Secondo valutazioni molto approssimate, si potrebbero creare in una decina di anni tra 500 mila e 1 milione di posti di lavoro nel settore. Naturalmente sarebbe necessario un grande progetto che coinvolga gli operatori pubblici e quelli privati, bisognerebbe rinnovare le infrastrutture di accoglienza e di trasporto, restaurare i monumenti e attrezzarli in modo adeguato, varare adeguate politiche di promozione, migliorare grandemente l’organizzazione del settore.

Molto si potrebbe fare anche senza spendere grandi somme. Ad esempio, quanti milioni di turisti in più si potrebbero portare ogni anno nel nostro paese anche semplicemente assumendo e pagando adeguatamente qualche decina di specialisti seri di turismo incoming, magari andando a prenderli dove si trovano, in Francia, in Florida, in Australia, persino in Spagna?

Poi c’è l’agroalimentare. Le produzioni italiane hanno un momento d’oro nel mondo. Il settore già oggi va bene e le esportazioni crescono, ma con adeguate politiche esse, secondo diversi operatori, potrebbero raddoppiare facilmente nel giro di pochissimi anni. Anche in questo caso il lavoro da fare sarebbe molto, ma i risultati sarebbero abbastanza facilmente a portata di mano.

Ricordiamo ancora infine il comparto dei porti e della relativa logistica. L’Italia sarebbe, per la sua posizione, l’approdo naturale più ovvio dei traffici marittimi tra l’Asia e l’Europa. Ma ovviamente la concorrenza è molto forte e sino a oggi hanno colto l’occasione non solo i grandi porti del nord Europa, ma tendenzialmente anche qualche paese africano. Il nostro immobilismo appare quasi totale e irresponsabile. Anche in questo caso sarebbero necessari importanti investimenti infrastrutturali, ma si fa molto poco. Tra l’altro l’esistenza di due porti potenzialmente molto appetibili come quelli di Taranto e di Gioia Tauro potrebbe fare del settore un volano fondamentale per il decollo dell’economia del Sud.
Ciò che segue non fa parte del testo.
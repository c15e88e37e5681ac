//! In-memory sessions and tracks for unit tests

use async_trait::async_trait;
use hub_protocol::SessionDescription;
use std::future::Future;
use std::sync::atomic::{AtomicBool, Ordering};
use std::sync::{Arc, Mutex};
use std::time::Duration;
use tokio::sync::mpsc;
use webrtc::rtp::packet::Packet;
use webrtc::rtp_transceiver::rtp_codec::RTCRtpCodecCapability;

use super::session::{
    InboundTrack, InboundTrackHandler, MediaKind, OutboundTrack, Session, SessionFactory,
    SessionState, StateChangeHandler, TrackInfo,
};
use crate::error::{AppError, Result};

pub const FAKE_ANSWER_SDP: &str = "v=0\r\no=- 1 1 IN IP4 127.0.0.1\r\ns=-\r\nt=0 0\r\n";

pub fn packet(seq: u16) -> Packet {
    let mut packet = Packet::default();
    packet.header.sequence_number = seq;
    packet
}

/// Poll `condition` until it holds, panicking after two seconds
pub async fn eventually<F, Fut>(mut condition: F)
where
    F: FnMut() -> Fut,
    Fut: Future<Output = bool>,
{
    tokio::time::timeout(Duration::from_secs(2), async {
        while !condition().await {
            tokio::time::sleep(Duration::from_millis(5)).await;
        }
    })
    .await
    .expect("condition not met within 2s");
}

pub struct FakeInboundTrack {
    info: TrackInfo,
    packets: tokio::sync::Mutex<mpsc::UnboundedReceiver<Packet>>,
}

impl FakeInboundTrack {
    /// Returns the track and the sender feeding it. Dropping the sender ends
    /// the track.
    pub fn new(id: &str) -> (Arc<Self>, mpsc::UnboundedSender<Packet>) {
        let (tx, rx) = mpsc::unbounded_channel();
        let track = Arc::new(Self {
            info: TrackInfo {
                id: id.to_string(),
                stream_id: format!("{id}-stream"),
                kind: MediaKind::Video,
                codec: RTCRtpCodecCapability {
                    mime_type: "video/VP8".to_string(),
                    clock_rate: 90000,
                    ..Default::default()
                },
            },
            packets: tokio::sync::Mutex::new(rx),
        });
        (track, tx)
    }
}

#[async_trait]
impl InboundTrack for FakeInboundTrack {
    fn info(&self) -> &TrackInfo {
        &self.info
    }

    async fn read_packet(&self) -> Result<Packet> {
        self.packets
            .lock()
            .await
            .recv()
            .await
            .ok_or_else(|| AppError::PublisherEnded("EOF".to_string()))
    }
}

#[derive(Debug, Clone, Copy, PartialEq, Eq)]
pub enum WriteBehavior {
    Deliver,
    Fail,
    Hang,
}

pub struct FakeOutboundTrack {
    id: String,
    behavior: WriteBehavior,
    received: Mutex<Vec<u16>>,
    closed: AtomicBool,
}

impl FakeOutboundTrack {
    pub fn id(&self) -> &str {
        &self.id
    }

    /// Sequence numbers written so far, in write order
    pub fn received(&self) -> Vec<u16> {
        self.received.lock().unwrap().clone()
    }

    pub fn is_closed(&self) -> bool {
        self.closed.load(Ordering::SeqCst)
    }
}

#[async_trait]
impl OutboundTrack for FakeOutboundTrack {
    fn id(&self) -> &str {
        &self.id
    }

    async fn write_packet(&self, packet: &Packet) -> Result<()> {
        match self.behavior {
            WriteBehavior::Deliver => {
                self.received
                    .lock()
                    .unwrap()
                    .push(packet.header.sequence_number);
                Ok(())
            }
            WriteBehavior::Fail => Err(AppError::Internal(anyhow::anyhow!("simulated write error"))),
            WriteBehavior::Hang => std::future::pending().await,
        }
    }

    async fn close(&self) -> Result<()> {
        self.closed.store(true, Ordering::SeqCst);
        Ok(())
    }
}

pub struct FakeSession {
    inbound_handler: Mutex<Option<InboundTrackHandler>>,
    state_handler: Mutex<Option<StateChangeHandler>>,
    outbound: Mutex<Vec<Arc<FakeOutboundTrack>>>,
    write_behavior: Mutex<WriteBehavior>,
    fail_outbound: AtomicBool,
    fail_remote_description: AtomicBool,
    hold_gathering: AtomicBool,
    fail_transport_after_gathering: AtomicBool,
    /// Keeps held gathering promises pending
    gathering: Mutex<Vec<mpsc::Sender<()>>>,
    local_description: Mutex<Option<SessionDescription>>,
    closed: AtomicBool,
}

impl Default for FakeSession {
    fn default() -> Self {
        Self::new()
    }
}

impl FakeSession {
    pub fn new() -> Self {
        Self {
            inbound_handler: Mutex::new(None),
            state_handler: Mutex::new(None),
            outbound: Mutex::new(Vec::new()),
            write_behavior: Mutex::new(WriteBehavior::Deliver),
            fail_outbound: AtomicBool::new(false),
            fail_remote_description: AtomicBool::new(false),
            hold_gathering: AtomicBool::new(false),
            fail_transport_after_gathering: AtomicBool::new(false),
            gathering: Mutex::new(Vec::new()),
            local_description: Mutex::new(None),
            closed: AtomicBool::new(false),
        }
    }

    /// Behavior of outbound tracks created from now on
    pub fn set_write_behavior(&self, behavior: WriteBehavior) {
        *self.write_behavior.lock().unwrap() = behavior;
    }

    pub fn fail_outbound_tracks(&self) {
        self.fail_outbound.store(true, Ordering::SeqCst);
    }

    pub fn fail_remote_description(&self) {
        self.fail_remote_description.store(true, Ordering::SeqCst);
    }

    /// Candidate gathering never completes
    pub fn hold_gathering(&self) {
        self.hold_gathering.store(true, Ordering::SeqCst);
    }

    /// The transport reports `Failed` once the final local description has
    /// been read, just before the join would register.
    pub fn fail_transport_after_gathering(&self) {
        self.fail_transport_after_gathering.store(true, Ordering::SeqCst);
    }

    pub fn outbound_tracks(&self) -> Vec<Arc<FakeOutboundTrack>> {
        self.outbound.lock().unwrap().clone()
    }

    pub fn is_closed(&self) -> bool {
        self.closed.load(Ordering::SeqCst)
    }

    pub fn has_inbound_handler(&self) -> bool {
        self.inbound_handler.lock().unwrap().is_some()
    }

    /// Simulate the remote side starting to send a track
    pub fn announce_track(&self, track: Arc<dyn InboundTrack>) {
        let handler = self.inbound_handler.lock().unwrap().clone();
        if let Some(handler) = handler {
            handler(track);
        }
    }

    /// Simulate a transport state change
    pub fn change_state(&self, state: SessionState) {
        let handler = self.state_handler.lock().unwrap().clone();
        if let Some(handler) = handler {
            handler(state);
        }
    }
}

#[async_trait]
impl Session for FakeSession {
    async fn set_remote_description(&self, _offer: SessionDescription) -> Result<()> {
        if self.fail_remote_description.load(Ordering::SeqCst) {
            return Err(AppError::negotiation("simulated bad offer"));
        }
        Ok(())
    }

    async fn create_answer(&self) -> Result<SessionDescription> {
        Ok(SessionDescription::answer(FAKE_ANSWER_SDP))
    }

    async fn gathering_complete(&self) -> mpsc::Receiver<()> {
        let (tx, rx) = mpsc::channel(1);
        if self.hold_gathering.load(Ordering::SeqCst) {
            self.gathering.lock().unwrap().push(tx);
        }
        rx
    }

    async fn set_local_description(&self, answer: SessionDescription) -> Result<()> {
        *self.local_description.lock().unwrap() = Some(answer);
        Ok(())
    }

    async fn local_description(&self) -> Option<SessionDescription> {
        let description = self.local_description.lock().unwrap().clone();
        if self.fail_transport_after_gathering.load(Ordering::SeqCst) {
            self.change_state(SessionState::Failed);
            // Let the transport's own removal run first
            tokio::time::sleep(Duration::from_millis(20)).await;
        }
        description
    }

    fn on_inbound_track(&self, handler: InboundTrackHandler) {
        *self.inbound_handler.lock().unwrap() = Some(handler);
    }

    fn on_state_change(&self, handler: StateChangeHandler) {
        *self.state_handler.lock().unwrap() = Some(handler);
    }

    async fn add_outbound_track(&self, info: &TrackInfo) -> Result<Arc<dyn OutboundTrack>> {
        if self.fail_outbound.load(Ordering::SeqCst) {
            return Err(AppError::Internal(anyhow::anyhow!("simulated add_track failure")));
        }
        let track = Arc::new(FakeOutboundTrack {
            id: info.id.clone(),
            behavior: *self.write_behavior.lock().unwrap(),
            received: Mutex::new(Vec::new()),
            closed: AtomicBool::new(false),
        });
        self.outbound.lock().unwrap().push(track.clone());
        Ok(track)
    }

    async fn close(&self) -> Result<()> {
        self.closed.store(true, Ordering::SeqCst);
        Ok(())
    }
}

/// Hands out [`FakeSession`]s and remembers them in creation order
#[derive(Default)]
pub struct FakeSessionFactory {
    sessions: Mutex<Vec<Arc<FakeSession>>>,
    prepare: Mutex<Option<Box<dyn Fn(&FakeSession) + Send + Sync>>>,
}

impl FakeSessionFactory {
    pub fn new() -> Self {
        Self::default()
    }

    /// Apply `f` to every session created from now on
    pub fn prepare(&self, f: impl Fn(&FakeSession) + Send + Sync + 'static) {
        *self.prepare.lock().unwrap() = Some(Box::new(f));
    }

    pub fn session(&self, index: usize) -> Arc<FakeSession> {
        self.sessions.lock().unwrap()[index].clone()
    }

    pub fn created(&self) -> usize {
        self.sessions.lock().unwrap().len()
    }
}

#[async_trait]
impl SessionFactory for FakeSessionFactory {
    async fn create_session(&self) -> Result<Arc<dyn Session>> {
        let session = Arc::new(FakeSession::new());
        if let Some(prepare) = self.prepare.lock().unwrap().as_ref() {
            prepare(&session);
        }
        self.sessions.lock().unwrap().push(session.clone());
        Ok(session)
    }
}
Su di un altro piano, a proposito di imprevidenza pubblica e privata, come risulta anche da articoli apparsi di recente sulla stampa straniera, il settore della moda e del tessile-abbigliamento, che continua per una larga parte ad andare bene e a esportare, presenta, oltre al già citato problema della conquista da parte delle grandi multinazionali estere, un’altra questione molto rilevante, di cui nessuno si cura, quella del ricambio del personale. I giovani apparentemente non gradiscono il tipo di lavori che offre il settore e manca quindi in gran parte il ricambio generazionale. Sembra che tra vent’anni, se continuasse il trend attuale, il business sarebbe già pressoché affondato dalla mancanza di quella manodopera specializzata che fa ancora oggi la forza del settore nel nostro paese. Ma né gli imprenditori del settore, né la mano pubblica fanno molto in proposito.

Vogliamo a questo punto aggiungere soltanto che, se andassimo alla ricerca di ulteriori mosse che portino un sostegno importante alla nostra economia, secondo studi fatti già da molto tempo la messa in opera, nel settore delle comunicazioni, della banda larga in tutto il paese, nonché la riforma del codice civile, potrebbero portare da soli un aumento del Pil annuo di almeno un punto all’anno, ma probabilmente anche di più.

Conclusioni

L’insipienza imprenditoriale, le derive del sistema finanziario, la mancanza di politiche pubbliche adeguate, contribuiscono a spiegare il pessimo stato in cui si trovano diversi settori di attività nel nostro paese. Ma, per altro verso, può apparire anche comodo, in un certo senso, adagiarsi sui mali antichi della nostra condizione e giustificare, facendo appello anche ai vincoli dell’eurozona, un fatalismo rassegnato e inerte. In realtà, abbiamo cercato di indicare, almeno parzialmente, come, nonostante tutto, esistano rilevanti spazi di intervento e molto si potrebbe fare per cercare di raddrizzare almeno in parte la situazione. Ma ci vuole qualcuno che si metta al lavoro.